Алкаш смолк и уткнулся в тетрадку. В ней он делал записи, но не обычные, а стенографическим письмом. У него был свой пунктик: изучить стенографию по учебнику, невесть как попавшему к нему. Идиллию, как всегда, нарушили надзиратели. Они вошли и стали всех переписывать по биркам на бушлатах. Один из них заметил, что Алкаш спрятал за пазуху тетрадку.
— Ну-ка, покажи-ка, что ты там прячешь, — протянул к нему руку бдительный надзиратель. — Давай, давай, все равно никуда не денешься.
Алкаш покорно отдал свои записки. Надзиратель раскрыл их наугад и недоуменно уставился на странные закорючки. Потом перелистнул несколько страниц, но и там было все то же незнакомое письмо. Надзиратель посмотрел на Алкаша пронзительно, всем своим видом показывая, что видит его насквозь.
— По-нерусски написано? — спросил он, не сводя с Алкаша проницательных глаз. Все языки земного шара у надзирателя делились на две крупные языковые группы: русский и нерусский языки. Из них русский был более или менее понятен, нерусский же был непонятен совсем. Не оставалось никакого сомнения в том, что написано не по-русски.
— Я тебя спрашиваю, — повысил тон надзиратель, — по-нерусски написано? Что тут написано?
Алкаш пожал плечами:
— Это художественное произведение.
— Какое еще произведение?
— Я пишу научно-фантастический роман «Жопа».

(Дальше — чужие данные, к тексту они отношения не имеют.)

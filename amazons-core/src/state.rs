//! Game state: the canonical position snapshot and its fingerprint.

use crate::board::{Position, Side, Tile, TILE_COUNT};
use crate::moves::{self, Move};

const QUEENS_PER_SIDE: usize = 4;

const WHITE_START: [Position; QUEENS_PER_SIDE] = [
    Position::new(1, 4),
    Position::new(1, 7),
    Position::new(4, 1),
    Position::new(4, 10),
];

const BLACK_START: [Position; QUEENS_PER_SIDE] = [
    Position::new(10, 4),
    Position::new(10, 7),
    Position::new(7, 1),
    Position::new(7, 10),
];

/// Canonical identity of a position, packed 2 bits per tile.
///
/// The tile configuration alone is canonical: every half-move adds exactly
/// one arrow, so equal tiles imply equal ply and therefore equal side to
/// move. 121 tiles at 2 bits fit in four words with no truncation and no
/// hash collisions.
#[derive(Debug, Clone, Copy, PartialEq, Eq, Hash)]
pub struct Fingerprint([u64; 4]);

/// A full position snapshot: tiles, queen locations per side, and the ply
/// counter (half-moves played since the initial position).
///
/// Cloning yields a fully independent copy; search strategies clone before
/// every branch so concurrent explorers never share a mutable board.
#[derive(Debug, Clone, PartialEq, Eq)]
pub struct GameState {
    tiles: [Tile; TILE_COUNT],
    white: [Position; QUEENS_PER_SIDE],
    black: [Position; QUEENS_PER_SIDE],
    ply: u32,
}

impl GameState {
    /// The standard initial position. White moves first.
    pub fn new_game() -> GameState {
        let mut tiles = [Tile::Empty; TILE_COUNT];
        for q in WHITE_START {
            tiles[q.index()] = Tile::White;
        }
        for q in BLACK_START {
            tiles[q.index()] = Tile::Black;
        }
        GameState {
            tiles,
            white: WHITE_START,
            black: BLACK_START,
            ply: 0,
        }
    }

    /// Build a state from a raw tile grid, e.g. an initial board received
    /// from a server. Returns `None` unless each side has exactly four
    /// queens on playable squares.
    pub fn from_tiles(tiles: [Tile; TILE_COUNT], ply: u32) -> Option<GameState> {
        let mut white = Vec::with_capacity(QUEENS_PER_SIDE);
        let mut black = Vec::with_capacity(QUEENS_PER_SIDE);
        for index in 0..TILE_COUNT {
            let pos = Position::from_index(index);
            match tiles[index] {
                Tile::White => white.push(pos),
                Tile::Black => black.push(pos),
                _ => {}
            }
            if !pos.on_board() && tiles[index] != Tile::Empty {
                return None;
            }
        }
        Some(GameState {
            tiles,
            white: white.try_into().ok()?,
            black: black.try_into().ok()?,
            ply,
        })
    }

    pub fn tile(&self, pos: Position) -> Tile {
        self.tiles[pos.index()]
    }

    pub fn ply(&self) -> u32 {
        self.ply
    }

    /// White when the ply count is even.
    pub fn side_to_move(&self) -> Side {
        if self.ply % 2 == 0 {
            Side::White
        } else {
            Side::Black
        }
    }

    pub fn queens(&self, side: Side) -> &[Position; QUEENS_PER_SIDE] {
        match side {
            Side::White => &self.white,
            Side::Black => &self.black,
        }
    }

    /// Queens of the side to move; the piece set handed to move generation.
    pub fn turn_pieces(&self) -> &[Position; QUEENS_PER_SIDE] {
        self.queens(self.side_to_move())
    }

    /// Validate and apply a move for the side to move, advancing the ply.
    ///
    /// Returns false and leaves the state untouched when the move is
    /// illegal: wrong or missing queen on the start square, a non-queen or
    /// blocked relocation line, or a blocked arrow line (the vacated start
    /// square counts as empty for the arrow).
    pub fn apply(&mut self, mv: Move) -> bool {
        if !mv.start.on_board() || !mv.target.on_board() || !mv.arrow.on_board() {
            return false;
        }
        let side = self.side_to_move();
        if self.tile(mv.start) != Tile::queen_of(side) {
            return false;
        }
        if !moves::is_queen_line_clear(self, mv.start, mv.target, None) {
            return false;
        }
        if !moves::is_queen_line_clear(self, mv.target, mv.arrow, Some(mv.start)) {
            return false;
        }

        self.tiles[mv.start.index()] = Tile::Empty;
        self.tiles[mv.target.index()] = Tile::queen_of(side);
        self.tiles[mv.arrow.index()] = Tile::Arrow;
        let queens = match side {
            Side::White => &mut self.white,
            Side::Black => &mut self.black,
        };
        if let Some(q) = queens.iter_mut().find(|q| **q == mv.start) {
            *q = mv.target;
        }
        self.ply += 1;
        true
    }

    /// The side to move has no legal move.
    ///
    /// A queen with any adjacent empty square always has a full move (one
    /// step plus an arrow back onto the vacated square), so it suffices to
    /// check for a single empty neighbor.
    pub fn is_terminal(&self) -> bool {
        !moves::has_any_move(self, self.turn_pieces())
    }

    /// Canonical identity, stable across independent clones of equal
    /// positions.
    pub fn fingerprint(&self) -> Fingerprint {
        let mut words = [0u64; 4];
        for (i, tile) in self.tiles.iter().enumerate() {
            words[i / 32] |= (*tile as u64) << ((i % 32) * 2);
        }
        Fingerprint(words)
    }
}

— Что-о-о? — заорал надзиратель. — Жопа? Роман? Я тебе покажу!
— Чего орешь, — огрызнулся Алкаш. — Говорю: научно-фантастический роман. Художественное произведение. «Жопа» называется.
— Ты его дописывать будешь в БУРе, — пригрозил надзиратель, — придешь за ним в надзорку в жилой зоне. А сейчас выметайтесь все отсюда живо, по рабочим местам. Ко всем примем меры.
Уголовная братия не спеша пошла на выход. Мы с Решатом тоже вышли. Нас догнал Борис Петрович:
— Посторонних не нужно пускать. А то закроют лавочку, и совсем негде будет греться.
— Попробуй не пусти, — сказал я. — Мне с ними не тягаться.
— Как это так? — удивился Борис Петрович. — А вы скажите — и они уйдут.
Мы вернулись. Борис Петрович ушел куда-то искать чай: комната снова стала наполняться людьми. Я заикнулся было, что не следуем здесь играть в карты, иначе всем будет крышка, но они пригрозили: слово — зарежут. Наконец пришел Борис Петрович. В кармане его бушлата торчала плита чая, а в руках он нес охапку сухих дров.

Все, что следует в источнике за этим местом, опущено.